What the task requires: Across the entries below, how many lines have the word "ErrorKind" in them? Respond with only the number.

★ ★ ★ ★ ★ ★ ★

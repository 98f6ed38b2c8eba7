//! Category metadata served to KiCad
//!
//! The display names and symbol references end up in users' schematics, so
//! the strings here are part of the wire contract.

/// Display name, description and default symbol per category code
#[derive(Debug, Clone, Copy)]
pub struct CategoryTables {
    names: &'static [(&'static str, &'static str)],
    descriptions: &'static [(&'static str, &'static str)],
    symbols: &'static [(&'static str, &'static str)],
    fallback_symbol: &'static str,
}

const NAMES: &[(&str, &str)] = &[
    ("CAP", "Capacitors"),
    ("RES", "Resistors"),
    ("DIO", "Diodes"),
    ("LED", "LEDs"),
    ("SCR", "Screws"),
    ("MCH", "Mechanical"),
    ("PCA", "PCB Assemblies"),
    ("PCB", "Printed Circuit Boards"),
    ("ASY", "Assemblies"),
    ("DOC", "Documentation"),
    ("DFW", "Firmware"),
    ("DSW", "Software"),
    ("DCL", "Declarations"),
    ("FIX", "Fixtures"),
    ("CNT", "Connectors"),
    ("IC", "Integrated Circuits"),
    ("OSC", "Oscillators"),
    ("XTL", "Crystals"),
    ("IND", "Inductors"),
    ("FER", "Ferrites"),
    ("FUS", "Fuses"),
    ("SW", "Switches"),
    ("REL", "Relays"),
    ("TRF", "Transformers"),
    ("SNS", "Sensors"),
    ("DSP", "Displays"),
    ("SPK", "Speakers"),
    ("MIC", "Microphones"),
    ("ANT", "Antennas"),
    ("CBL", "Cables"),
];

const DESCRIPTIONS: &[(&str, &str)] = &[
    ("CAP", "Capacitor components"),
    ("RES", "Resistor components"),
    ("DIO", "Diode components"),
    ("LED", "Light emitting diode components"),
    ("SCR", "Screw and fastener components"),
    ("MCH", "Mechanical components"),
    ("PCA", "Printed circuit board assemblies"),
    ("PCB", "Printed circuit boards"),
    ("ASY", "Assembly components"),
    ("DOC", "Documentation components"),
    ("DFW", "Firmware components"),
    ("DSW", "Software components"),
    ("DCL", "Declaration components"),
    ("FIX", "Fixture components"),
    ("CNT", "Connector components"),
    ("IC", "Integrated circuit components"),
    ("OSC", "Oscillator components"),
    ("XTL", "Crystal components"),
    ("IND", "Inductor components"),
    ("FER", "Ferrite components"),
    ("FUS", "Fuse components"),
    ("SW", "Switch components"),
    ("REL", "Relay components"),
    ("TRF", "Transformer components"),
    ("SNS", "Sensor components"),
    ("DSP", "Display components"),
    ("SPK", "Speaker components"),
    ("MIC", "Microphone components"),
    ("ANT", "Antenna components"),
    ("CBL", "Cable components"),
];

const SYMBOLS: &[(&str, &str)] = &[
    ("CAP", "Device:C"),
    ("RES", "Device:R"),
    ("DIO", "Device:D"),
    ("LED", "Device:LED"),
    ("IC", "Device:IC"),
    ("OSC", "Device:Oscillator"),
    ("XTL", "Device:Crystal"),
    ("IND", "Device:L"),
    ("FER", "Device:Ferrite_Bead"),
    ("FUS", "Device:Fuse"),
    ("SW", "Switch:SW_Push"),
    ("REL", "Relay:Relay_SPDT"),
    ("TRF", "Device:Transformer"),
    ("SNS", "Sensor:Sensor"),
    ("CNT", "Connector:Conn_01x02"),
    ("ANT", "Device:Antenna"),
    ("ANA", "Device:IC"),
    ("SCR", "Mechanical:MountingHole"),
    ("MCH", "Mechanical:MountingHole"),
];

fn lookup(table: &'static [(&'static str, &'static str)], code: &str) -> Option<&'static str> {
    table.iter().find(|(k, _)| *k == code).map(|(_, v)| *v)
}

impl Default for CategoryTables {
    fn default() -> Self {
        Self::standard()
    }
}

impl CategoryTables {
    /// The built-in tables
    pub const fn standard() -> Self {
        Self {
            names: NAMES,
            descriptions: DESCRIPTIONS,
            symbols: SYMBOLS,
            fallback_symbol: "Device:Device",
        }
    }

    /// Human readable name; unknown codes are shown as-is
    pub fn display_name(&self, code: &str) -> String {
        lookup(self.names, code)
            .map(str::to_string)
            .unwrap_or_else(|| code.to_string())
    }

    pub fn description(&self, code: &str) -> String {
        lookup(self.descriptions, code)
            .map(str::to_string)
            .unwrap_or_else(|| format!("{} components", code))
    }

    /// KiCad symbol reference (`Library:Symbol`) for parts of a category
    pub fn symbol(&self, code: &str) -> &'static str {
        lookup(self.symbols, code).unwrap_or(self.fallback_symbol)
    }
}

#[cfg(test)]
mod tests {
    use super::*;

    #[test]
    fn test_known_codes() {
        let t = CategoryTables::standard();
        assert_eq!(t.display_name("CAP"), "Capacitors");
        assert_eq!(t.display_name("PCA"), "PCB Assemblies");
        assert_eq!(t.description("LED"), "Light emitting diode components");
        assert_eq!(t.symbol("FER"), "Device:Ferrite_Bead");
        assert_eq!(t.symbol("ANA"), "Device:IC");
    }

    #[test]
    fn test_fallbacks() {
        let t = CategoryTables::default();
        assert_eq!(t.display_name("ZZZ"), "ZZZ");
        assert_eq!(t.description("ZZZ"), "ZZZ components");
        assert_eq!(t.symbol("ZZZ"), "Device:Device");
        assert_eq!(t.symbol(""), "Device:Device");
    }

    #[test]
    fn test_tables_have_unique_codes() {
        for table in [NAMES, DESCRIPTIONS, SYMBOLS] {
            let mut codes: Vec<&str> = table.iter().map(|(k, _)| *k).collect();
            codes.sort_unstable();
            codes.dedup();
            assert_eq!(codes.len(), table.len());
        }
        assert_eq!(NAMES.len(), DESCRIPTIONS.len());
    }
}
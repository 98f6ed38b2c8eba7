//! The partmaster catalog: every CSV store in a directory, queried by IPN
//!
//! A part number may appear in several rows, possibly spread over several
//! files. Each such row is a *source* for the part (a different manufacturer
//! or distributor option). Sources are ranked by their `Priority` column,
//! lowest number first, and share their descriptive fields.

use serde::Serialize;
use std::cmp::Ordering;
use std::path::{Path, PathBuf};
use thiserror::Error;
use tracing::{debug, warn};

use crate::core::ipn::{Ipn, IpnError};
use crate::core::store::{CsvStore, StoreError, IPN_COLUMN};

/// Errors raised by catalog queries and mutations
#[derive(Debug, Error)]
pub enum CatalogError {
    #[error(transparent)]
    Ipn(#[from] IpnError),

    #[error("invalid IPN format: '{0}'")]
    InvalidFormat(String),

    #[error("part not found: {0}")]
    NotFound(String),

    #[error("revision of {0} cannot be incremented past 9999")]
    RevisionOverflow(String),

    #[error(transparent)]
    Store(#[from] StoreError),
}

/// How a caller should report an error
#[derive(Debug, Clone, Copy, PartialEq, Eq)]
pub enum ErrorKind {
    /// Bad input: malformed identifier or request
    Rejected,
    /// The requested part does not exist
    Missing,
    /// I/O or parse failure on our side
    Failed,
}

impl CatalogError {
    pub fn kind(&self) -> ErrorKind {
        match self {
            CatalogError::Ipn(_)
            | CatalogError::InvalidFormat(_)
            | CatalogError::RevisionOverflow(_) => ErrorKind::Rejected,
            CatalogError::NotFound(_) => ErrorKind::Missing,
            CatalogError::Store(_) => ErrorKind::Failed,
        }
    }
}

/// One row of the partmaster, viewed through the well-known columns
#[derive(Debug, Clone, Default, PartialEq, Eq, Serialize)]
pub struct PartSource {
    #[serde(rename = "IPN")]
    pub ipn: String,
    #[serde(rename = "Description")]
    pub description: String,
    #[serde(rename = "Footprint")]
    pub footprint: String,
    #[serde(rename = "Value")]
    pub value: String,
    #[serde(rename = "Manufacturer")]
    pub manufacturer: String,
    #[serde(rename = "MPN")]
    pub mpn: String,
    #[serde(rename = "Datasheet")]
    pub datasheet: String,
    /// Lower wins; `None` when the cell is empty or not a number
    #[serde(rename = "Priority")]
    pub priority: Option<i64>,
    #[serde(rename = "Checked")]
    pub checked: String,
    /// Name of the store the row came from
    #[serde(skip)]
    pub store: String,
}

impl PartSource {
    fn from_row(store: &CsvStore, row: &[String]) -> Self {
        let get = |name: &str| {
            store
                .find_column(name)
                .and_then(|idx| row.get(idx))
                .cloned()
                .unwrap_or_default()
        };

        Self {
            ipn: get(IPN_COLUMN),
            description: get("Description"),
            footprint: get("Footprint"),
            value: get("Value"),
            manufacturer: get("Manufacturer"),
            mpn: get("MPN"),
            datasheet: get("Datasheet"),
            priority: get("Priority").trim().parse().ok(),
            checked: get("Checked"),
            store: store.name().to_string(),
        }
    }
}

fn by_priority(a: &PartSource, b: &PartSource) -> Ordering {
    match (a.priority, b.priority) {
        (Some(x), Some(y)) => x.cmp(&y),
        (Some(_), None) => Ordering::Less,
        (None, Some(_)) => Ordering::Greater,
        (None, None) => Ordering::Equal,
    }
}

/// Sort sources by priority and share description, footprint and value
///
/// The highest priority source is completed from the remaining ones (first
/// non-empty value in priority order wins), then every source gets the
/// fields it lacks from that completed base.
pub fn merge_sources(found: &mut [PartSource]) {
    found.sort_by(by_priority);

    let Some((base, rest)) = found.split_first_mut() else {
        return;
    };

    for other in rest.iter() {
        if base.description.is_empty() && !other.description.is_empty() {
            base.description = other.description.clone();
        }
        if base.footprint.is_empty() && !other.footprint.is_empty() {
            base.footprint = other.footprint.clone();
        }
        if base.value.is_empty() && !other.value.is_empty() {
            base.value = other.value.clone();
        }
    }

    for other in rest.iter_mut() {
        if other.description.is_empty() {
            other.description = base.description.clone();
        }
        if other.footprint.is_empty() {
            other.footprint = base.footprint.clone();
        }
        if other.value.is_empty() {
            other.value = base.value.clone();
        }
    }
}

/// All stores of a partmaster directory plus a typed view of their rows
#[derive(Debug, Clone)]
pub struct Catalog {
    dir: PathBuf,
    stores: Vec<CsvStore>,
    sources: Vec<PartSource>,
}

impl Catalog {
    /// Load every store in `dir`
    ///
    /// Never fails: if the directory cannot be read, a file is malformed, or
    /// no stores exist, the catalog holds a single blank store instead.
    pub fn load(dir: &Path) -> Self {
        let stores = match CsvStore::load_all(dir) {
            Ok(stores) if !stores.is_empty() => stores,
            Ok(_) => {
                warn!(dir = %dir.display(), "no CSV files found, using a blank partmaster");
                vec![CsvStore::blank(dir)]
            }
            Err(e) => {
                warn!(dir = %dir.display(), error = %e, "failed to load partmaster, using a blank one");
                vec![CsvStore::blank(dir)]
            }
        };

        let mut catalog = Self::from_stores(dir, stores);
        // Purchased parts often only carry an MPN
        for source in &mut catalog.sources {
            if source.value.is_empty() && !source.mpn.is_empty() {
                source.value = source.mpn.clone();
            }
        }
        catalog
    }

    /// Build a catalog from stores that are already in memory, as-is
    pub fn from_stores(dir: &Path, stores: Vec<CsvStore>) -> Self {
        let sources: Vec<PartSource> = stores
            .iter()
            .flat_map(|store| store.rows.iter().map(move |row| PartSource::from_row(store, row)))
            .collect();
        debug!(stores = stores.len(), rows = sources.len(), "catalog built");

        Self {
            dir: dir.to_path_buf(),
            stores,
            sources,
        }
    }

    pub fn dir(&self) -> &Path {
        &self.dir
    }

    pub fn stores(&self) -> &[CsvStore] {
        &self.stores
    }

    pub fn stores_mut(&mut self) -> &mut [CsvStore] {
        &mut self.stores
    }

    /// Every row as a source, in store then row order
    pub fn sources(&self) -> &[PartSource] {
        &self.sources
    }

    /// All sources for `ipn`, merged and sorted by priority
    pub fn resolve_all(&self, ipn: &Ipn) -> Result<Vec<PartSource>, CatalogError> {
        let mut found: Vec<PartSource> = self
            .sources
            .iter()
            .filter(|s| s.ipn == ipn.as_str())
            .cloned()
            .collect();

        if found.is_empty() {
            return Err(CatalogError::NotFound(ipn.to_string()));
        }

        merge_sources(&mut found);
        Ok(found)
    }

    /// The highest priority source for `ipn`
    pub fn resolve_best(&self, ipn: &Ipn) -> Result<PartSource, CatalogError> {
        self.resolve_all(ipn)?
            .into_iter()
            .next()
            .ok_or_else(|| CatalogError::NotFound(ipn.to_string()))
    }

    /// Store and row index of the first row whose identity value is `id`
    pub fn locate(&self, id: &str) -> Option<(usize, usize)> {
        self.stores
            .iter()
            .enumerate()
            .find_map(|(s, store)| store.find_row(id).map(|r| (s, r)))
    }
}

★ ★ ★ ★ ★ ★ ★

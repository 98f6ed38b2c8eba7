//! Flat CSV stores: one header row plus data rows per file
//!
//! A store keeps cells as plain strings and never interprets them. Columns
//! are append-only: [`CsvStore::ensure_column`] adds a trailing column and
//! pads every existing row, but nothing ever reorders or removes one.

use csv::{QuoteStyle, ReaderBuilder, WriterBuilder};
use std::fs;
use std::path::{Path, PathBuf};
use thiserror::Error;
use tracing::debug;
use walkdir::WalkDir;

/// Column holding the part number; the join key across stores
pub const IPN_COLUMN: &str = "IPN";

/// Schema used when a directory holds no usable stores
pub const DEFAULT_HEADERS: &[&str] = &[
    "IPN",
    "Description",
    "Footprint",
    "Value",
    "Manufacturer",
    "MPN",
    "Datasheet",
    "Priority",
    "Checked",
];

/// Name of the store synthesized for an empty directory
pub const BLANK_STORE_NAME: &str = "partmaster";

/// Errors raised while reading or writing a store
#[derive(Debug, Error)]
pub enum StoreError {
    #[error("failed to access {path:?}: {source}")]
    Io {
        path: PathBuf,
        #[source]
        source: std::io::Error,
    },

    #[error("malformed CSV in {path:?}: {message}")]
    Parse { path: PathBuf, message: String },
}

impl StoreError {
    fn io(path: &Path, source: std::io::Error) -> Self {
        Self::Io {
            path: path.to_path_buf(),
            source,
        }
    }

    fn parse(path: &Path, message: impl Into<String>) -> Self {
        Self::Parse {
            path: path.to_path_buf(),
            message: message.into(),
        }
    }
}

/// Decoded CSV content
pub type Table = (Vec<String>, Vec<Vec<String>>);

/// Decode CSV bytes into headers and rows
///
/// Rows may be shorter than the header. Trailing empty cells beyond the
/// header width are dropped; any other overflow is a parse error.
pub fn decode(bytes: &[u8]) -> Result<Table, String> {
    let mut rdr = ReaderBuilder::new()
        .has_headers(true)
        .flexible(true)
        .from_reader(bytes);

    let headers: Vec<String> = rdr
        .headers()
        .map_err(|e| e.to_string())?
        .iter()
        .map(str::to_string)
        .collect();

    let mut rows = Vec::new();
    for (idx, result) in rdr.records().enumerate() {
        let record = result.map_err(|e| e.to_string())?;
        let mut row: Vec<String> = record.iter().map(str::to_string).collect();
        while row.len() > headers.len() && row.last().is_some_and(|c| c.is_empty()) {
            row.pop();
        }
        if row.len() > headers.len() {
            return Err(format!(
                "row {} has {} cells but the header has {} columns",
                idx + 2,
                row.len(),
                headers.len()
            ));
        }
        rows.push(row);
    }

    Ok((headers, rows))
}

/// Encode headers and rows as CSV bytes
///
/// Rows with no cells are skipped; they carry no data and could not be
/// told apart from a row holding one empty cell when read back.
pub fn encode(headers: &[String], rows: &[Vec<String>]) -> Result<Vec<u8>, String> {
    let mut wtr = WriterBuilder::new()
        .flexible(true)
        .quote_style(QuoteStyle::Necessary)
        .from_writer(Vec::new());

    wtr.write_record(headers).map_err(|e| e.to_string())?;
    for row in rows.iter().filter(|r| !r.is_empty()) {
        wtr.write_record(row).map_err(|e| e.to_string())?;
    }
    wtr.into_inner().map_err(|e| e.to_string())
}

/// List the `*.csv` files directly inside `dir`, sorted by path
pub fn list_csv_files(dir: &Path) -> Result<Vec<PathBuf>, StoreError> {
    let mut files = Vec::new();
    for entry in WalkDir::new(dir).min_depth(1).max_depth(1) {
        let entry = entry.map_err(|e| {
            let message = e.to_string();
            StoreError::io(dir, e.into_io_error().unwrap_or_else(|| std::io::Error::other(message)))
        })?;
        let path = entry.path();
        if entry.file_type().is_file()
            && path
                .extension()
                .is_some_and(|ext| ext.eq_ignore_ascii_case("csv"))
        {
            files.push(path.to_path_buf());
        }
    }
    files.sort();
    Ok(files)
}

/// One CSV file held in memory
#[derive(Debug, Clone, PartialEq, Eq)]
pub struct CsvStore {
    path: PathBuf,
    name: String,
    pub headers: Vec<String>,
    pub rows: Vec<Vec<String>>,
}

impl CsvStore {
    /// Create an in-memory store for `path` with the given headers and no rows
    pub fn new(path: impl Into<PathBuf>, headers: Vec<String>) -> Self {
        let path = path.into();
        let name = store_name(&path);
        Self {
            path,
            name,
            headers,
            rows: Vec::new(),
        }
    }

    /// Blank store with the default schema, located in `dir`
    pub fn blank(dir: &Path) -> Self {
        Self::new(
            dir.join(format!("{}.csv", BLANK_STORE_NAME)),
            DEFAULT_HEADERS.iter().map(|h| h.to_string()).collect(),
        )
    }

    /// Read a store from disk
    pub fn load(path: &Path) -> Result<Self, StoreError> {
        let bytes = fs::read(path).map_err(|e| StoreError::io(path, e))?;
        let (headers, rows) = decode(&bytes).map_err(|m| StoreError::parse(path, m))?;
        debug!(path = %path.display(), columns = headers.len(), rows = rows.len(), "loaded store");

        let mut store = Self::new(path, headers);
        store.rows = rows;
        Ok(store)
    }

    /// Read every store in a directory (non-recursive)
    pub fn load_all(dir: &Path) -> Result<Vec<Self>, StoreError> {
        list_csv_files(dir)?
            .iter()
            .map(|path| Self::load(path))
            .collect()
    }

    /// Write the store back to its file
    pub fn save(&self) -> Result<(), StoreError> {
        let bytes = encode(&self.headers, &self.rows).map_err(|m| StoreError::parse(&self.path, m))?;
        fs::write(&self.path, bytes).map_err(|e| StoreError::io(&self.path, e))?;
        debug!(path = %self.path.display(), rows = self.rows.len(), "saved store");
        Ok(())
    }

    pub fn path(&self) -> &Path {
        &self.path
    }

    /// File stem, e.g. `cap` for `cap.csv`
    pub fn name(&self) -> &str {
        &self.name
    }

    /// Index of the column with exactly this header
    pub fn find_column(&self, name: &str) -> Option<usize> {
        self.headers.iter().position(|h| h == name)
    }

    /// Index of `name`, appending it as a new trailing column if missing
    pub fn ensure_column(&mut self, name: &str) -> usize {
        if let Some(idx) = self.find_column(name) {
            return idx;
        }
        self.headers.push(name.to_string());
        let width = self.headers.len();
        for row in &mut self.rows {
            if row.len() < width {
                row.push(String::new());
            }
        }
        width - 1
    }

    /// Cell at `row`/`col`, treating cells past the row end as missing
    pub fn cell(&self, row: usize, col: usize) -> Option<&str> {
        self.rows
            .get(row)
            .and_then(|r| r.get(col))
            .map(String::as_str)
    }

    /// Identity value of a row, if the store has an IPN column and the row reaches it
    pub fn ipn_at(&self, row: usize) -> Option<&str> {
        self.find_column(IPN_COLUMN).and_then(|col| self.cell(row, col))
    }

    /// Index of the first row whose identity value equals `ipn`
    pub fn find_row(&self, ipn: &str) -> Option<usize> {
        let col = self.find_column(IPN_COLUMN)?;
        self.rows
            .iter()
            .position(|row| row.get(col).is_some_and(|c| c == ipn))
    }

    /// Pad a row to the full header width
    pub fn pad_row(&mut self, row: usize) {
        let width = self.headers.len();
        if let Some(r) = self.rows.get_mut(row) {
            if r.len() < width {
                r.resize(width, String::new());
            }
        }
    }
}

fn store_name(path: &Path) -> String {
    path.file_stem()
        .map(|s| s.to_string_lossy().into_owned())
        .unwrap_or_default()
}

★ ★ ★ ★ ★ ★ ★

Result of the exercise: 5